Hohl CM, McRae AD. Antiviral treatment for COVID-19: ensuring evidence is applicable to current circumstances. CMAJ 2022.07.25; doi: https://www.cmaj.ca/content/194/28/E996.

The results and/or conclusions contained in the commentary do not necessarily reflect the views of all CITF members.

A research commentary by a CITF-funded researcher published in the Canadian Medical Association Journal discusses how the study populations enrolled in research on oral antivirals (e.g., nirmatrelvir-ritonavir, molnupiravir) are not representative of current COVID-19 patients. The authors argue that this key shortcoming means that these therapies, aimed at reducing death and hospitalizations, are less effective in real-world settings. They suggest adaptive platform trials could serve to overcome this shortcoming. The research was led by Dr. Corinne Hohl (University of British Columbia).

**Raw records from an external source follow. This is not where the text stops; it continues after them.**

use crate::directory::{Assignment, DispatchGroup, Operator};
use anyhow::Error;
use serde::{Deserialize, Serialize};
use std::net::SocketAddr;
use std::time::Duration;
use tracing::level_filters::LevelFilter;
use url::Url;

const MIN_REFRESH_DELAY: Duration = Duration::from_secs(1);

#[derive(Debug, Deserialize, Clone)]
#[serde(default)]
pub struct Config {
    pub http_addr: String,
    pub log_level: Option<String>,
    pub log_file: Option<String>,
    pub session: SessionConfig,
    pub inbound: InboundConfig,
    pub outbound: OutboundConfig,
    pub credential: Option<CredentialConfig>,
    pub directory: Option<DirectoryConfig>,
}

#[derive(Debug, Deserialize, Clone, Serialize)]
#[serde(default)]
pub struct SessionConfig {
    /// Lifetime of an issued credential in seconds
    pub token_ttl_secs: u64,
    /// Fraction of the lifetime after which the credential is renewed
    pub refresh_ratio: f64,
    pub retry: RetryConfig,
    /// Audio sink used when a dial does not name one
    pub audio_sink: Option<String>,
}

#[derive(Debug, Deserialize, Clone, Serialize, PartialEq)]
#[serde(tag = "type")]
#[serde(rename_all = "snake_case")]
pub enum RetryConfig {
    None,
    Backoff {
        max_attempts: u32,
        base_ms: u64,
        max_ms: Option<u64>,
    },
}

#[derive(Debug, Deserialize, Clone, Copy, Serialize, PartialEq, Eq)]
#[serde(rename_all = "snake_case")]
pub enum RingMode {
    Parallel,
    Serial,
}

#[derive(Debug, Deserialize, Clone, Serialize)]
#[serde(default)]
pub struct InboundConfig {
    pub ring_mode: RingMode,
    pub ring_timeout_secs: u32,
    pub pause_secs: f32,
    pub busy_message: String,
    pub unavailable_message: String,
    pub error_message: String,
}

#[derive(Debug, Deserialize, Clone, Serialize)]
#[serde(default)]
pub struct OutboundConfig {
    pub ring_timeout_secs: u32,
    pub pause_secs: f32,
    pub failure_message: String,
    pub error_message: String,
}

#[derive(Debug, Deserialize, Clone, Serialize)]
pub struct CredentialConfig {
    /// Token issuance endpoint
    pub url: String,
    pub timeout_ms: Option<u64>,
}

#[derive(Debug, Deserialize, Clone, Default)]
#[serde(default)]
pub struct DirectoryConfig {
    pub groups: Vec<DispatchGroup>,
    pub operators: Vec<Operator>,
    pub assignments: Vec<Assignment>,
}

impl Default for RetryConfig {
    fn default() -> Self {
        Self::None
    }
}

impl Default for SessionConfig {
    fn default() -> Self {
        Self {
            token_ttl_secs: 3600,
            refresh_ratio: 0.8,
            retry: RetryConfig::default(),
            audio_sink: None,
        }
    }
}

impl SessionConfig {
    /// Delay between a successful connect and the credential renewal.
    pub fn refresh_delay(&self) -> Duration {
        Duration::from_secs_f64(self.token_ttl_secs as f64 * self.ratio())
    }

    /// Renewal delay for a credential whose remaining lifetime is known.
    /// Falls back to the configured lifetime when the issuer sent no expiry.
    pub fn refresh_delay_for(&self, expires_in: Option<Duration>) -> Duration {
        match expires_in {
            Some(left) => left.mul_f64(self.ratio()).max(MIN_REFRESH_DELAY),
            None => self.refresh_delay(),
        }
    }

    fn ratio(&self) -> f64 {
        if self.refresh_ratio > 0.0 && self.refresh_ratio < 1.0 {
            self.refresh_ratio
        } else {
            0.8
        }
    }
}

impl Default for InboundConfig {
    fn default() -> Self {
        Self {
            ring_mode: RingMode::Parallel,
            ring_timeout_secs: 30,
            pause_secs: 0.5,
            busy_message: "All dispatchers are currently busy. Please try again shortly."
                .to_string(),
            unavailable_message:
                "Thank you for calling. No dispatchers are currently available. Please try again later."
                    .to_string(),
            error_message: "We are experiencing technical difficulties. Please try again later."
                .to_string(),
        }
    }
}

impl Default for OutboundConfig {
    fn default() -> Self {
        Self {
            ring_timeout_secs: 60,
            pause_secs: 0.5,
            failure_message: "The call could not be completed. Please try again.".to_string(),
            error_message: "An error occurred processing your call. Please try again."
                .to_string(),
        }
    }
}

impl Default for Config {
    fn default() -> Self {
        Self {
            http_addr: "0.0.0.0:8080".to_string(),
            log_level: Some("info".to_string()),
            log_file: None,
            session: SessionConfig::default(),
            inbound: InboundConfig::default(),
            outbound: OutboundConfig::default(),
            credential: None,
            directory: None,
        }
    }
}

impl Config {
    pub fn load(path: &str) -> Result<Self, Error> {
        let config = toml::from_str(
            &std::fs::read_to_string(path).map_err(|e| anyhow::anyhow!("{}: {}", e, path))?,
        )?;
        Ok(config)
    }

    /// Static checks run by `check-config` before anything is started.
    pub fn validate(&self) -> Result<(), Vec<ConfigIssue>> {
        let mut issues = Vec::new();
        if self.http_addr.parse::<SocketAddr>().is_err() {
            issues.push(ConfigIssue::new(
                "http_addr",
                format!("`{}` is not a socket address", self.http_addr),
            ));
        }
        if let Some(level) = &self.log_level {
            if level.parse::<LevelFilter>().is_err() {
                issues.push(ConfigIssue::new(
                    "log_level",
                    format!("unknown level `{}`", level),
                ));
            }
        }
        if self.session.token_ttl_secs == 0 {
            issues.push(ConfigIssue::new(
                "session.token_ttl_secs",
                "must be greater than zero",
            ));
        }
        if !(self.session.refresh_ratio > 0.0 && self.session.refresh_ratio < 1.0) {
            issues.push(ConfigIssue::new(
                "session.refresh_ratio",
                format!(
                    "{} is outside (0, 1), 0.8 will be used",
                    self.session.refresh_ratio
                ),
            ));
        }
        if let RetryConfig::Backoff { max_attempts: 0, .. } = self.session.retry {
            issues.push(ConfigIssue::new(
                "session.retry.max_attempts",
                "must be at least 1",
            ));
        }
        if let Some(credential) = &self.credential {
            match Url::parse(&credential.url) {
                Ok(url) if matches!(url.scheme(), "http" | "https") => {}
                Ok(url) => issues.push(ConfigIssue::new(
                    "credential.url",
                    format!("unsupported scheme `{}`", url.scheme()),
                )),
                Err(e) => issues.push(ConfigIssue::new(
                    "credential.url",
                    format!("invalid url: {}", e),
                )),
            }
        }
        if issues.is_empty() {
            Ok(())
        } else {
            Err(issues)
        }
    }
}

#[derive(Debug, Clone, PartialEq, Serialize)]
pub struct ConfigIssue {
    pub field: String,
    pub message: String,
}

impl ConfigIssue {
    fn new(field: &str, message: impl Into<String>) -> Self {
        Self {
            field: field.to_string(),
            message: message.into(),
        }
    }
}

The study populations in the large trials of oral antiviral therapy were mostly unvaccinated individuals infected with the Delta variant who had no previous SARS-CoV-2 infection. At the time, 83% of the eligible Canadian population had received 2 doses of SARS-CoV-2 vaccine, conferring a high degree of protection against the same outcomes these therapies were found to prevent. In fact, when antiviral therapy trials have included vaccinated populations, they have shown vaccination itself to be as effective, if not more, than antivirals like nirmatrelvir-ritonavir.

The authors believe that to be effective, clinical and policy decisions about antiviral therapies should be informed by research applicable to current patient characteristics. However, they point to the lack of randomized controlled trials with high-risk and under-represented subgroups (e.g., immunocompromised, pregnant, or older people).

To guide policy decisions, the authors recommend national and international use of adaptive platform trials, because:

  • They can iteratively integrate novel therapies and large-scale observational studies using linked administrative healthcare data to estimate outcome risks in important clinical subgroups. These represent the best options for rapidly evaluating the effectiveness of novel antiviral drugs and other COVID-19 therapeutics as both the virus and population characteristics evolve.
  • Adaptive platform trials can be conducted successfully in Canada if there is dedicated funding support, along with policy changes to facilitate data sharing by administrative data custodians and integration of trial enrolment at the point of care.
  • Real-world, post-marketing observational studies that are linked to administrative health care data can generate adequately powered estimates of effectiveness in subgroups of patients.